Required work
Your response should be a copy of each line in the listing below that includes the word "must".

* * * * * * *

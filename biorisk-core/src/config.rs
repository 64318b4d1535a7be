//! Configuration file support
//!
//! Loads project-specific scoring parameters from JSON files.
//!
//! Search order:
//! 1. Explicit path (--config CLI flag)
//! 2. `.bioriskrc.json` in project root
//! 3. `biorisk.config.json` in project root
//!
//! All fields are optional. CLI flags take precedence over config file values.

use crate::geo::DEFAULT_RADIUS_MILES;
use crate::mitigation::PlanRevision;
use crate::risk::{CategoryWeights, ScorerConfig, ThreatScores};
use anyhow::{Context, Result};
use serde::{Deserialize, Serialize};
use std::path::{Path, PathBuf};

/// Config file names probed in the project root, in priority order
pub const CONFIG_FILE_NAMES: &[&str] = &[".bioriskrc.json", "biorisk.config.json"];

const MAX_WEIGHT: f64 = 10.0;
const MAX_THREAT_SCORE: f64 = 100.0;

/// Configuration loaded from a JSON config file
#[derive(Debug, Clone, Default, Serialize, Deserialize)]
#[serde(deny_unknown_fields)]
pub struct BioriskConfig {
    /// Custom category weights for the risk score
    #[serde(default, skip_serializing_if = "Option::is_none")]
    pub weights: Option<WeightConfig>,

    /// Custom base score per threat level
    #[serde(default, skip_serializing_if = "Option::is_none")]
    pub threat_scores: Option<ThreatScoreConfig>,

    /// Mitigation plan revision (1 = static timeline, 2 = derived timeline)
    #[serde(default, skip_serializing_if = "Option::is_none")]
    pub plan_revision: Option<u8>,

    /// Default search radius in miles for site filtering
    #[serde(default, skip_serializing_if = "Option::is_none")]
    pub radius_miles: Option<f64>,
}

/// Custom category weights
#[derive(Debug, Clone, Default, Serialize, Deserialize)]
#[serde(deny_unknown_fields)]
pub struct WeightConfig {
    /// Weight for invasive species (default: 0.25)
    pub invasive_species: Option<f64>,
    /// Weight for IUCN-listed species (default: 0.30)
    pub iucn_conservation: Option<f64>,
    /// Weight for freshwater risk (default: 0.20)
    pub freshwater_risk: Option<f64>,
    /// Weight for marine risk (default: 0.15)
    pub marine_risk: Option<f64>,
    /// Weight for terrestrial risk (default: 0.10)
    pub terrestrial_risk: Option<f64>,
    /// Weight for unmatched categories (default: 0.10)
    pub other: Option<f64>,
}

/// Custom base scores per threat level
#[derive(Debug, Clone, Default, Serialize, Deserialize)]
#[serde(deny_unknown_fields)]
pub struct ThreatScoreConfig {
    /// default: 10
    pub high: Option<f64>,
    /// default: 6
    pub moderate: Option<f64>,
    /// default: 5
    pub medium: Option<f64>,
    /// default: 2
    pub low: Option<f64>,
    /// default: 1
    pub unknown: Option<f64>,
}

impl WeightConfig {
    fn entries(&self) -> [(&'static str, Option<f64>); 6] {
        [
            ("invasive_species", self.invasive_species),
            ("iucn_conservation", self.iucn_conservation),
            ("freshwater_risk", self.freshwater_risk),
            ("marine_risk", self.marine_risk),
            ("terrestrial_risk", self.terrestrial_risk),
            ("other", self.other),
        ]
    }

    /// Build a config block from fully-specified weights
    pub fn from_weights(weights: &CategoryWeights) -> Self {
        WeightConfig {
            invasive_species: Some(weights.invasive_species),
            iucn_conservation: Some(weights.iucn_conservation),
            freshwater_risk: Some(weights.freshwater_risk),
            marine_risk: Some(weights.marine_risk),
            terrestrial_risk: Some(weights.terrestrial_risk),
            other: Some(weights.other),
        }
    }
}

impl ThreatScoreConfig {
    fn entries(&self) -> [(&'static str, Option<f64>); 5] {
        [
            ("high", self.high),
            ("moderate", self.moderate),
            ("medium", self.medium),
            ("low", self.low),
            ("unknown", self.unknown),
        ]
    }
}

/// Resolved configuration with defaults applied
#[derive(Debug, Clone, PartialEq)]
pub struct ResolvedConfig {
    pub weights: CategoryWeights,
    pub threat_scores: ThreatScores,
    pub plan_revision: PlanRevision,
    pub radius_miles: f64,
    /// Path the config was loaded from (None if defaults)
    pub config_path: Option<PathBuf>,
}

impl BioriskConfig {
    /// Validate the configuration for logical errors
    pub fn validate(&self) -> Result<()> {
        if let Some(ref w) = self.weights {
            for (name, val) in w.entries() {
                if let Some(v) = val {
                    if !v.is_finite() {
                        anyhow::bail!("weights.{} must be a finite number (got {})", name, v);
                    }
                    if v < 0.0 {
                        anyhow::bail!("weights.{} must be non-negative (got {})", name, v);
                    }
                    if v > MAX_WEIGHT {
                        anyhow::bail!("weights.{} must be at most {} (got {})", name, MAX_WEIGHT, v);
                    }
                }
            }
        }

        if let Some(ref t) = self.threat_scores {
            for (name, val) in t.entries() {
                if let Some(v) = val {
                    if !v.is_finite() {
                        anyhow::bail!("threat_scores.{} must be a finite number (got {})", name, v);
                    }
                    if v < 0.0 {
                        anyhow::bail!("threat_scores.{} must be non-negative (got {})", name, v);
                    }
                    if v > MAX_THREAT_SCORE {
                        anyhow::bail!(
                            "threat_scores.{} must be at most {} (got {})",
                            name,
                            MAX_THREAT_SCORE,
                            v
                        );
                    }
                }
            }
        }

        if let Some(rev) = self.plan_revision {
            if PlanRevision::from_number(rev).is_none() {
                anyhow::bail!("plan_revision must be 1 or 2 (got {})", rev);
            }
        }

        if let Some(radius) = self.radius_miles {
            if !radius.is_finite() || radius <= 0.0 {
                anyhow::bail!("radius_miles must be positive (got {})", radius);
            }
        }

        Ok(())
    }

    /// Resolve config into the form the analyzers consume
    pub fn resolve(&self) -> Result<ResolvedConfig> {
        self.validate()?;

        let defaults = CategoryWeights::default();
        let weights = match &self.weights {
            Some(w) => CategoryWeights {
                invasive_species: w.invasive_species.unwrap_or(defaults.invasive_species),
                iucn_conservation: w.iucn_conservation.unwrap_or(defaults.iucn_conservation),
                freshwater_risk: w.freshwater_risk.unwrap_or(defaults.freshwater_risk),
                marine_risk: w.marine_risk.unwrap_or(defaults.marine_risk),
                terrestrial_risk: w.terrestrial_risk.unwrap_or(defaults.terrestrial_risk),
                other: w.other.unwrap_or(defaults.other),
            },
            None => defaults,
        };

        let score_defaults = ThreatScores::default();
        let threat_scores = match &self.threat_scores {
            Some(t) => ThreatScores {
                high: t.high.unwrap_or(score_defaults.high),
                moderate: t.moderate.unwrap_or(score_defaults.moderate),
                medium: t.medium.unwrap_or(score_defaults.medium),
                low: t.low.unwrap_or(score_defaults.low),
                unknown: t.unknown.unwrap_or(score_defaults.unknown),
            },
            None => score_defaults,
        };

        let plan_revision = self
            .plan_revision
            .and_then(PlanRevision::from_number)
            .unwrap_or_default();

        Ok(ResolvedConfig {
            weights,
            threat_scores,
            plan_revision,
            radius_miles: self.radius_miles.unwrap_or(DEFAULT_RADIUS_MILES),
            config_path: None,
        })
    }
}

impl ResolvedConfig {
    /// Build a ResolvedConfig with all defaults (no config file)
    pub fn defaults() -> Self {
        ResolvedConfig {
            weights: CategoryWeights::default(),
            threat_scores: ThreatScores::default(),
            plan_revision: PlanRevision::default(),
            radius_miles: DEFAULT_RADIUS_MILES,
            config_path: None,
        }
    }

    pub fn scorer_config(&self) -> ScorerConfig {
        ScorerConfig {
            weights: self.weights,
            threat_scores: self.threat_scores,
        }
    }
}

impl Default for ResolvedConfig {
    fn default() -> Self {
        ResolvedConfig::defaults()
    }
}

/// Discover and load a config file from the project root
///
/// Returns `None` if no config file is found (use defaults).
pub fn discover_config(project_root: &Path) -> Result<Option<(BioriskConfig, PathBuf)>> {
    for name in CONFIG_FILE_NAMES {
        let path = project_root.join(name);
        if path.exists() {
            let config = load_config_file(&path)?;
            return Ok(Some((config, path)));
        }
    }
    Ok(None)
}

/// Load config from an explicit file path
pub fn load_config_file(path: &Path) -> Result<BioriskConfig> {
    let content = std::fs::read_to_string(path)
        .with_context(|| format!("failed to read config file: {}", path.display()))?;

    let config: BioriskConfig = serde_json::from_str(&content)
        .with_context(|| format!("failed to parse config file: {}", path.display()))?;

    config
        .validate()
        .with_context(|| format!("invalid config in: {}", path.display()))?;

    Ok(config)
}

/// Load and resolve config for a project
///
/// If `config_path` is provided, loads from that file.
/// Otherwise, discovers config from the project root.
/// Returns default config if nothing is found.
pub fn load_and_resolve(project_root: &Path, config_path: Option<&Path>) -> Result<ResolvedConfig> {
    let (config, source_path) = if let Some(path) = config_path {
        let config = load_config_file(path)?;
        (config, Some(path.to_path_buf()))
    } else {
        match discover_config(project_root)? {
            Some((config, path)) => (config, Some(path)),
            None => (BioriskConfig::default(), None),
        }
    };

    match &source_path {
        Some(path) => tracing::info!(path = %path.display(), "loaded configuration"),
        None => tracing::debug!("no config file found, using defaults"),
    }

    let mut resolved = config.resolve()?;
    resolved.config_path = source_path;
    Ok(resolved)
}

* * * * * * *

Result of the task
                        anyhow::bail!("weights.{} must be a finite number (got {})", name, v);
                        anyhow::bail!("weights.{} must be non-negative (got {})", name, v);
                        anyhow::bail!("weights.{} must be at most {} (got {})", name, MAX_WEIGHT, v);
                        anyhow::bail!("threat_scores.{} must be a finite number (got {})", name, v);
                        anyhow::bail!("threat_scores.{} must be non-negative (got {})", name, v);
                            "threat_scores.{} must be at most {} (got {})",
                anyhow::bail!("plan_revision must be 1 or 2 (got {})", rev);
                anyhow::bail!("radius_miles must be positive (got {})", radius);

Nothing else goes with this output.